One of the biggest problems with Christians coming into the Kingdom of God and learning about how God’s family operates is that more often than we would like, the ones trying to teach us about Kingdom principles have themselves come from dysfunctional backgrounds and have not done the work needed to free themselves from their own unhealthy ways of relating. For example, when I was 19 and suffering from panic attacks I looked to other Christians to help me deal with it.  I had become a Christian myself at 13, but living in a household antagonistic to faith of any kind and not having any other support from Christians outside my family, I ended up backslidden and trying desperately to get my family’s approval thereby causing myself much grief through compromise.

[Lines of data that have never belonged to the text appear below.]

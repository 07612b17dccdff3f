//! HDInsight Provider
//!
//! Manages Azure HDInsight Spark clusters through the Azure Resource Manager
//! API.
//!
//! ## Module Structure
//!
//! - `provider` - HdInsightProvider create/read/update/delete orchestration
//! - `client` - Remote client trait and its error taxonomy
//! - `arm` - ARM REST implementation of the client
//! - `cluster` - Typed cluster settings, expand and flatten
//! - `mappings` - Expand/flatten pairs per settings block
//! - `schemas` - Attribute schemas
//! - `utils` - Helper functions for value normalization

pub mod arm;
pub mod attrs;
pub mod client;
pub mod cluster;
pub mod cluster_id;
pub mod config;
pub mod mappings;
pub mod models;
pub mod provider;
pub mod resources;
pub mod schemas;
pub mod utils;

// Re-export main types
pub use arm::ArmClient;
pub use client::{ClientError, ClientResult, ClusterClient};
pub use cluster::SparkCluster;
pub use cluster_id::ClusterId;
pub use config::{ProviderConfig, Timeouts};
pub use provider::HdInsightProvider;
pub use utils::{normalize_location, normalize_tier};

use hdinsight_core::provider::{BoxFuture, Provider, ProviderResult, ResourceType};
use hdinsight_core::resource::{Resource, ResourceId, State};

use resources::resource_types;

// =============================================================================
// Provider Trait Implementation
// =============================================================================

impl<C: ClusterClient> Provider for HdInsightProvider<C> {
    fn name(&self) -> &'static str {
        "azurerm"
    }

    fn resource_types(&self) -> Vec<Box<dyn ResourceType>> {
        resource_types()
    }

    fn read<'a>(
        &'a self,
        id: &'a ResourceId,
        identifier: Option<&'a str>,
        prior: Option<&'a State>,
    ) -> BoxFuture<'a, ProviderResult<State>> {
        Box::pin(async move { self.read_resource(id, identifier, prior).await })
    }

    fn create<'a>(&'a self, resource: &'a Resource) -> BoxFuture<'a, ProviderResult<State>> {
        Box::pin(async move { self.create_resource(resource).await })
    }

    fn update<'a>(
        &'a self,
        id: &'a ResourceId,
        identifier: &'a str,
        from: &'a State,
        to: &'a Resource,
    ) -> BoxFuture<'a, ProviderResult<State>> {
        Box::pin(async move { self.update_resource(id, identifier, from, to).await })
    }

    fn delete<'a>(
        &'a self,
        id: &'a ResourceId,
        identifier: &'a str,
    ) -> BoxFuture<'a, ProviderResult<()>> {
        Box::pin(async move { self.delete_resource(id, identifier).await })
    }
}
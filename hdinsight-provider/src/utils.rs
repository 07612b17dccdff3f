//! Utility functions for value normalization and validation

use std::sync::LazyLock;

use regex::Regex;

use crate::models::ConnectivityEndpoint;

/// Tier values in the casing the declarative side expects
pub const TIERS: &[&str] = &["Standard", "Premium"];

pub const TLS_VERSIONS: &[&str] = &["1.0", "1.1", "1.2"];

static CLUSTER_NAME: LazyLock<Regex> = LazyLock::new(|| {
    Regex::new(r"^[a-zA-Z0-9][a-zA-Z0-9-]{1,57}[a-zA-Z0-9]$").expect("valid cluster name pattern")
});

/// Normalize location value (e.g., "West Europe" -> "westeurope")
pub fn normalize_location(s: &str) -> String {
    s.chars()
        .filter(|c| !c.is_whitespace())
        .collect::<String>()
        .to_lowercase()
}

/// Rewrite a tier into its canonical casing (e.g., "premium" -> "Premium").
/// Unknown values are returned unchanged.
pub fn normalize_tier(s: &str) -> String {
    TIERS
        .iter()
        .find(|t| t.eq_ignore_ascii_case(s))
        .map(|t| t.to_string())
        .unwrap_or_else(|| s.to_string())
}

/// The remote side reports the full build (e.g., "4.0.3000.1") for a
/// declared "4.0". Keep the declared value when it is a dotted prefix.
pub fn reconcile_cluster_version(declared: Option<&str>, remote: &str) -> String {
    match declared {
        Some(declared)
            if remote == declared || remote.starts_with(&format!("{}.", declared)) =>
        {
            declared.to_string()
        }
        _ => remote.to_string(),
    }
}

/// Location of the named connectivity endpoint (e.g., "HTTPS", "SSH")
pub fn find_connectivity_endpoint(
    name: &str,
    endpoints: Option<&[ConnectivityEndpoint]>,
) -> Option<String> {
    endpoints?
        .iter()
        .find(|e| e.name.as_deref() == Some(name))
        .and_then(|e| e.location.clone())
}

/// Validate an HDInsight cluster name: 3 to 59 letters, digits or hyphens,
/// starting and ending with a letter or digit
pub fn validate_cluster_name(name: &str) -> Result<(), String> {
    if CLUSTER_NAME.is_match(name) {
        Ok(())
    } else {
        Err(format!(
            "Invalid cluster name '{}': must be 3-59 characters of letters, digits or hyphens, starting and ending with a letter or digit",
            name
        ))
    }
}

So I went and talked to a Pastor’s wife I had met briefly through a friend of mine.  She herself had come from an abusive dysfunctional family and though I didn’t know it her own family were not coping either. Pastor’s kids I have known have generally ended up pretty screwed up. It seems leaders’ families get the brunt not only of the general family dysfunction but the dysfunction brought on by religious duties overriding family needs.  So, here was I, a total emotional mess due to my upbringing trying to get some much needed spiritual and familial support from a spiritual ‘mother’ but I ended up inheriting not only my own biological family issues but many of hers.

Not only was the pastor’s family something of a mess but they were not able to recognise that my own familial issues were similar to theirs.  We focused on things, good things, like baptism in water and in the Spirit and bible studies, getting involved in church and so on.  While these things helped me progress somewhat in my walk with God, they did not address the core issues which were causing my panic attacks.  It wasn’t until I was in my 40s that I realised my panic attacks were a result of my upbringing and could not therefore be fixed with just prayer or bible study or memorising scriptures or going to church.  There needed to be a painful awakening to what was broken in my family and therefore in myself.  For however much parents want to blame their children for their children’s issues, there is no getting away from the fact that these children are the way they are because they were raised by their dysfunctional parents.

Any child, regardless of their innate personality is going to be affected by their family environment in profound and far-reaching ways.  These issues are generational to the extent that they remain unrecognised or unresolved but they can be changed and blocked from going any further.  This has been the intent in our family.  By recognising what had gone before it is much easier to address what is happening now, be accountable for how you have raised your family and make an effort to talk to your children, repent, ask for forgiveness and discuss what is happening.

Then you will be able to move from briar to myrtle, from the curse of sin to the blessings of God.  This alone is the privilege of the inheritance of the children of Abraham.